Pharmacokinetic interaction between amprenavir/ritonavir and FosAmprenavir on cyclosporine in two patients with human immunodeficiency virus infection undergoing orthotopic liver transplantation

The pharmacokinetic interaction between highly active antiretroviral therapy (HAART) and immunosuppressive drugs is a critical element in the management of patients with human immunodeficiency virus infection who undergo orthotopic liver transplantation (OLT). We describe the effect of the coadministration of Amprenavir/Ritonavir (APV/r) and FosAmprenavir (FosAPV) on cyclosporine (CsA) concentrations in two patients receiving OLT for end-stage liver disease due to hepatitis C Virus. Patient 1, who was maintained on 300 mg CsA twice a day with a trough concentration (C-trough) around 250 ng/mL, restarted HAART 12 days after transplantation with 300 mg APV/r twice a day with corresponding APV C-trough of 5293 ng/mL and RTV C-tough of 186 ng/mL. Forty-eight hours after initiation of HAART, C-trogh of CsA was 1200 mg/mL, so it was necessary to reduce the CsA dosage 12-fold (50 mg every day) to achieve a therapeutic effect. In Patient 2, who was maintained on 300 mg CsA twice a day and a corresponding C-trough of 400 ng/mL, HAART was restarted 12 days post-OLT with FosAPV 1400 mg twice a day.
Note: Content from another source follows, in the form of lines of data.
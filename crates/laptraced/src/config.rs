//! laptraced configuration
//!
//! TOML server configuration with defaults for every field, so a missing
//! or partial file still yields a runnable server.

use std::path::Path;
use std::time::Duration;

use laptrace_api::ApiConfig;
use serde::{Deserialize, Serialize};

/// Complete server configuration
#[derive(Debug, Clone, Serialize, Deserialize)]
pub struct ServerConfig {
    /// Listen port
    #[serde(default = "default_port")]
    pub port: u16,

    /// Browser origin allow-list
    #[serde(default)]
    pub cors: CorsConfig,

    /// Request and response size limits
    #[serde(default)]
    pub limits: LimitsConfig,
}

#[derive(Debug, Clone, Serialize, Deserialize)]
pub struct CorsConfig {
    /// Origins allowed to call the API from a browser
    #[serde(default = "default_allowed_origins")]
    pub allowed_origins: Vec<String>,
}

#[derive(Debug, Clone, Serialize, Deserialize)]
pub struct LimitsConfig {
    /// Rows returned in the `head` preview
    #[serde(default = "default_preview_rows")]
    pub preview_rows: usize,

    /// Upload body size limit in bytes
    #[serde(default = "default_max_upload_bytes")]
    pub max_upload_bytes: usize,

    /// Per-request timeout in seconds
    #[serde(default = "default_request_timeout_secs")]
    pub request_timeout_secs: u64,
}

fn default_port() -> u16 {
    8000
}

fn default_allowed_origins() -> Vec<String> {
    vec!["http://localhost:3000".to_string()]
}

fn default_preview_rows() -> usize {
    50
}

fn default_max_upload_bytes() -> usize {
    10 * 1024 * 1024
}

fn default_request_timeout_secs() -> u64 {
    30
}

impl Default for ServerConfig {
    fn default() -> Self {
        Self {
            port: default_port(),
            cors: CorsConfig::default(),
            limits: LimitsConfig::default(),
        }
    }
}

impl Default for CorsConfig {
    fn default() -> Self {
        Self {
            allowed_origins: default_allowed_origins(),
        }
    }
}

impl Default for LimitsConfig {
    fn default() -> Self {
        Self {
            preview_rows: default_preview_rows(),
            max_upload_bytes: default_max_upload_bytes(),
            request_timeout_secs: default_request_timeout_secs(),
        }
    }
}

impl ServerConfig {
    /// Load configuration from a TOML file
    pub fn load(path: impl AsRef<Path>) -> anyhow::Result<Self> {
        let content = std::fs::read_to_string(path)?;
        Ok(toml::from_str(&content)?)
    }

    /// Settings handed to the API layer
    pub fn api_config(&self) -> ApiConfig {
        ApiConfig {
            preview_rows: self.limits.preview_rows,
            allowed_origins: self.cors.allowed_origins.clone(),
            max_upload_bytes: self.limits.max_upload_bytes,
            request_timeout: Duration::from_secs(self.limits.request_timeout_secs),
        }
    }
}

#[cfg(test)]
mod tests {
    use super::*;
    use std::io::Write;

    #[test]
    fn test_empty_config_uses_defaults() {
        let config: ServerConfig = toml::from_str("").unwrap();
        assert_eq!(config.port, 8000);
        assert_eq!(config.cors.allowed_origins, vec!["http://localhost:3000"]);
        assert_eq!(config.limits.preview_rows, 50);
        assert_eq!(config.limits.max_upload_bytes, 10 * 1024 * 1024);
        assert_eq!(config.limits.request_timeout_secs, 30);
    }

    #[test]
    fn test_partial_config_overrides() {
        let config: ServerConfig = toml::from_str(
            r#"
            port = 9000

            [cors]
            allowed_origins = ["http://localhost:3000", "https://laps.example.com"]
            "#,
        )
        .unwrap();

        assert_eq!(config.port, 9000);
        assert_eq!(config.cors.allowed_origins.len(), 2);
        // untouched section keeps its defaults
        assert_eq!(config.limits.preview_rows, 50);
    }

    #[test]
    fn test_load_from_file() {
        let mut file = tempfile::NamedTempFile::new().unwrap();
        writeln!(file, "port = 18000").unwrap();

        let config = ServerConfig::load(file.path()).unwrap();
        assert_eq!(config.port, 18000);
    }

    #[test]
    fn test_load_missing_file_errors() {
        assert!(ServerConfig::load("/nonexistent/laptraced.toml").is_err());
    }

    #[test]
    fn test_api_config_conversion() {
        let config = ServerConfig::default();
        let api = config.api_config();
        assert_eq!(api.preview_rows, 50);
        assert_eq!(api.request_timeout, Duration::from_secs(30));
    }
}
After 48 hours C-trough of CsA was around 600 ng/mL and C-trough of FosAPV, 1221 ng/mL. In this case it was necessary to reduce the CsA administration 3.5-fold (175 mg every day). In conclusion, therapeutic drug monitoring was necessary to monitor HAART and CsA post-OLT to prevent toxicity due to both therapies. The use of FosAPV without ritonavir boostering is sufficient to maintain adequate CsA blood concentrations, avoiding any event of toxicity.